Reflecting on an Association Extension

Hi all.

How can I reflect on a method which had been extended into an
association.

If i try model.association.method(:method_name) I get an undefined
error yet I can invoke it via model.association.method_name. I’ve
tried several different approaches to get at the method but can’t seem
to be able to get hold of it.

Thanks
Garrett

On 22 Oct 2007, at 15:37, garrett wrote:

class Post
has_many :comments do
def some_method
end
end
end

The basic issues is that post.comments is not an array, it’s an
instance of a proxy class that will (when needed) load the collection
and forward methods.
so when you call post.comments.method(:some_method) that’s being
forwarded on to the array itself.

You can use post.comments.proxy_respond_to?(:foo) to find if the
proxy itself response to a method, but the ‘method’ method has been
undef’d on association proxies.

Fred.

Thanks Fred

Is there no way then for me to check that two method names actually
have the same implementation.

I had been intending the test that

class Post
has_many :comments do
def foo
end
alias_method :bar, :foo
end
end

post.comments.method(:foo) == post.comments.method(:bar)

On Oct 22, 4:30 pm, Frederick C. [email protected]

garrett wrote:

Thanks Fred

Is there no way then for me to check that two method names actually
have the same implementation.

I had been intending the test that

class Post
has_many :comments do
def foo
end
alias_method :bar, :foo
end
end

post.comments.method(:foo) == post.comments.method(:bar)

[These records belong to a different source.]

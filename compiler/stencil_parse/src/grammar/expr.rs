//! Expression parsing: the binary precedence chain, prefix operators and
//! postfix call/index/member access.

use stencil_ir::{
    CallExpr, Expr, Identifier, IndexExpr, InfixExpr, InfixOp, MemberExpr, PrefixExpr, PrefixOp,
    TokenKind,
};
use stencil_stack::ensure_sufficient_stack;

use crate::{ParseError, Parser};

type Level = fn(&mut Parser) -> Result<Expr, ParseError>;

impl Parser {
    /// Parse an expression.
    ///
    /// Wrapped in `ensure_sufficient_stack` since templates may nest
    /// expressions arbitrarily deep.
    pub(crate) fn parse_expression(&mut self) -> Result<Expr, ParseError> {
        ensure_sufficient_stack(|| self.parse_or())
    }

    /// Parse an expression where `name(args) {` does not attach a block.
    pub(crate) fn parse_expression_no_block_call(&mut self) -> Result<Expr, ParseError> {
        let outer = std::mem::replace(&mut self.block_calls, false);
        let result = self.parse_expression();
        self.block_calls = outer;
        result
    }

    /// One left-associative precedence level.
    fn binary_level(
        &mut self,
        ops: &[(TokenKind, InfixOp)],
        next: Level,
    ) -> Result<Expr, ParseError> {
        let mut left = next(self)?;
        while let Some(&(_, op)) = ops
            .iter()
            .find(|(kind, _)| self.cursor.check(*kind))
        {
            let token = self.cursor.advance();
            let right = next(self)?;
            left = Expr::Infix(Box::new(InfixExpr {
                token,
                op,
                left,
                right,
            }));
        }
        Ok(left)
    }

    /// `||` (lowest precedence).
    fn parse_or(&mut self) -> Result<Expr, ParseError> {
        self.binary_level(&[(TokenKind::OrOr, InfixOp::Or)], Self::parse_and)
    }

    /// `&&`
    fn parse_and(&mut self) -> Result<Expr, ParseError> {
        self.binary_level(&[(TokenKind::AndAnd, InfixOp::And)], Self::parse_equality)
    }

    /// `==` `!=` `~=`
    fn parse_equality(&mut self) -> Result<Expr, ParseError> {
        self.binary_level(
            &[
                (TokenKind::EqEq, InfixOp::Eq),
                (TokenKind::NotEq, InfixOp::NotEq),
                (TokenKind::Matches, InfixOp::Matches),
            ],
            Self::parse_comparison,
        )
    }

    /// `<` `<=` `>` `>=`
    fn parse_comparison(&mut self) -> Result<Expr, ParseError> {
        self.binary_level(
            &[
                (TokenKind::Lt, InfixOp::Lt),
                (TokenKind::LtEq, InfixOp::LtEq),
                (TokenKind::Gt, InfixOp::Gt),
                (TokenKind::GtEq, InfixOp::GtEq),
            ],
            Self::parse_additive,
        )
    }

    /// `+` `-`
    fn parse_additive(&mut self) -> Result<Expr, ParseError> {
        self.binary_level(
            &[(TokenKind::Plus, InfixOp::Add), (TokenKind::Minus, InfixOp::Sub)],
            Self::parse_multiplicative,
        )
    }

    /// `*` `/`
    fn parse_multiplicative(&mut self) -> Result<Expr, ParseError> {
        self.binary_level(
            &[(TokenKind::Star, InfixOp::Mul), (TokenKind::Slash, InfixOp::Div)],
            Self::parse_prefix,
        )
    }

    /// `!expr` and `-expr`
    fn parse_prefix(&mut self) -> Result<Expr, ParseError> {
        let op = match self.cursor.current_kind() {
            TokenKind::Bang => PrefixOp::Not,
            TokenKind::Minus => PrefixOp::Neg,
            _ => return self.parse_postfix(),
        };
        let token = self.cursor.advance();
        let right = ensure_sufficient_stack(|| self.parse_prefix())?;
        Ok(Expr::Prefix(Box::new(PrefixExpr { token, op, right })))
    }

    /// Calls, indexing and member access, applied left to right.
    fn parse_postfix(&mut self) -> Result<Expr, ParseError> {
        let mut expr = self.parse_primary()?;
        loop {
            expr = match self.cursor.current_kind() {
                TokenKind::LParen => self.parse_call(None, expr)?,
                TokenKind::LBracket => {
                    let token = self.cursor.advance();
                    let index = self.parse_expression()?;
                    self.expect(TokenKind::RBracket)?;
                    Expr::Index(Box::new(IndexExpr {
                        token,
                        left: expr,
                        index,
                        value: None,
                    }))
                }
                TokenKind::Dot => {
                    let token = self.cursor.advance();
                    let name = self.expect_ident()?;
                    if self.cursor.check(TokenKind::LParen) {
                        self.parse_call(Some(expr), Expr::Ident(name))?
                    } else {
                        Expr::Member(Box::new(MemberExpr {
                            token,
                            object: expr,
                            name,
                        }))
                    }
                }
                _ => return Ok(expr),
            };
        }
    }

    /// `function(args)` with an optional trailing `{ block }`.
    fn parse_call(&mut self, callee: Option<Expr>, function: Expr) -> Result<Expr, ParseError> {
        let token = function.token().clone();
        self.expect(TokenKind::LParen)?;
        let arguments = self.parse_expression_list(TokenKind::RParen)?;
        let block = if self.block_calls && self.cursor.check(TokenKind::LBrace) {
            Some(self.parse_block()?)
        } else {
            None
        };
        Ok(Expr::Call(Box::new(CallExpr {
            token,
            callee,
            function,
            arguments,
            block,
        })))
    }

    /// Comma-separated expressions up to `end`; a trailing comma is allowed.
    pub(crate) fn parse_expression_list(&mut self, end: TokenKind) -> Result<Vec<Expr>, ParseError> {
        let mut items = Vec::new();
        if self.cursor.eat(end) {
            return Ok(items);
        }
        loop {
            items.push(self.parse_expression()?);
            if self.cursor.eat(TokenKind::Comma) {
                if self.cursor.eat(end) {
                    break;
                }
                continue;
            }
            self.expect(end)?;
            break;
        }
        Ok(items)
    }

    /// Comma-separated identifiers up to `)`.
    pub(crate) fn parse_params(&mut self) -> Result<Vec<Identifier>, ParseError> {
        let mut params = Vec::new();
        if self.cursor.eat(TokenKind::RParen) {
            return Ok(params);
        }
        loop {
            params.push(self.expect_ident()?);
            if self.cursor.eat(TokenKind::Comma) {
                continue;
            }
            self.expect(TokenKind::RParen)?;
            break;
        }
        Ok(params)
    }
}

The #method() method in Ruby isn’t very helpful for comparing
implementations:

“foo”.method(:length) == “foo”.method(:length)
=> false

If you need to check to see if an extension has been included in an
association, you could grope through the ancestor modules. Or it may be
easier to define a duck-type predicate in the extension module, like
#is_my_fancy_type?, that you can use to check if the association has
that type.


Josh S.
http://blog.hasmanythrough.com

Josh S. wrote:

garrett wrote:

Thanks Fred

Is there no way then for me to check that two method names actually
have the same implementation.

I had been intending the test that

class Post
has_many :comments do
def foo
end
alias_method :bar, :foo
end
end

post.comments.method(:foo) == post.comments.method(:bar)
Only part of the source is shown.